» **The problem**
In the records below, find the line containing "before this one." and retype it and every line after it exactly, adding nothing.

» **Data listing**
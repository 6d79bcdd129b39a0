use http::StatusCode;
use thiserror::Error;

/// Top-level error returned while building an outbound request.
#[derive(Debug, Error)]
pub enum ForwardError {
    #[error("configuration error: {source}")]
    Configuration {
        #[from]
        source: ConfigurationError,
    },

    #[error("encoding error: {source}")]
    Encoding {
        #[from]
        source: EncodingError,
    },

    #[error("body error: {source}")]
    Body {
        #[from]
        source: BodyError,
    },

    #[error("invalid query string: {source}")]
    InvalidQuery {
        #[from]
        source: serde_urlencoded::de::Error,
    },
}

impl ForwardError {
    /// Returns true when the failure comes from a broken gateway pipeline rather than from the request itself.
    ///
    /// Fatal errors must fail the whole exchange; rebuilding the same request will fail again.
    pub fn is_fatal(&self) -> bool {
        matches!(self, Self::Configuration { .. })
    }

    /// The status code the gateway should answer the client with.
    pub fn status_code(&self) -> StatusCode {
        match self {
            Self::Configuration { .. } | Self::Body { .. } => StatusCode::INTERNAL_SERVER_ERROR,
            Self::Encoding { source: EncodingError::Json { .. } } => StatusCode::INTERNAL_SERVER_ERROR,
            Self::Encoding { source: EncodingError::Query { .. } } | Self::InvalidQuery { .. } => StatusCode::BAD_REQUEST,
        }
    }
}

/// Routing metadata is missing or unusable; the routing layer did not run (or ran wrong) before this one.
#[derive(Debug, Error)]
pub enum ConfigurationError {
    #[error("gateway request url is missing from the exchange")]
    MissingTargetUrl,

    #[error("gateway request url must be absolute, got: {url}")]
    RelativeTargetUrl { url: String },

    #[error("invalid outbound uri: {reason}")]
    InvalidUri { reason: String },
}

impl ConfigurationError {
    pub fn relative_target_url<S: ToString>(url: S) -> Self {
        Self::RelativeTargetUrl { url: url.to_string() }
    }

    pub fn invalid_uri<S: ToString>(str: S) -> Self {
        Self::InvalidUri { reason: str.to_string() }
    }
}

#[derive(Debug, Error)]
pub enum EncodingError {
    #[error("payload can't be encoded as json: {source}")]
    Json {
        #[from]
        source: serde_json::Error,
    },

    #[error("query parameters can't be encoded: {source}")]
    Query {
        #[from]
        source: serde_urlencoded::ser::Error,
    },
}

#[derive(Debug, Error)]
pub enum BodyError {
    #[error("body has been consumed")]
    Consumed,

    #[error("body stream error: {reason}")]
    Stream { reason: String },
}

impl BodyError {
    pub fn stream<S: ToString>(str: S) -> Self {
        Self::Stream { reason: str.to_string() }
    }
}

» **Reply to the task**
/// Routing metadata is missing or unusable; the routing layer did not run (or ran wrong) before this one.
#[derive(Debug, Error)]
pub enum ConfigurationError {
    #[error("gateway request url is missing from the exchange")]
    MissingTargetUrl,

    #[error("gateway request url must be absolute, got: {url}")]
    RelativeTargetUrl { url: String },

    #[error("invalid outbound uri: {reason}")]
    InvalidUri { reason: String },
}

impl ConfigurationError {
    pub fn relative_target_url<S: ToString>(url: S) -> Self {
        Self::RelativeTargetUrl { url: url.to_string() }
    }

    pub fn invalid_uri<S: ToString>(str: S) -> Self {
        Self::InvalidUri { reason: str.to_string() }
    }
}

#[derive(Debug, Error)]
pub enum EncodingError {
    #[error("payload can't be encoded as json: {source}")]
    Json {
        #[from]
        source: serde_json::Error,
    },

    #[error("query parameters can't be encoded: {source}")]
    Query {
        #[from]
        source: serde_urlencoded::ser::Error,
    },
}

#[derive(Debug, Error)]
pub enum BodyError {
    #[error("body has been consumed")]
    Consumed,

    #[error("body stream error: {reason}")]
    Stream { reason: String },
}

impl BodyError {
    pub fn stream<S: ToString>(str: S) -> Self {
        Self::Stream { reason: str.to_string() }
    }
}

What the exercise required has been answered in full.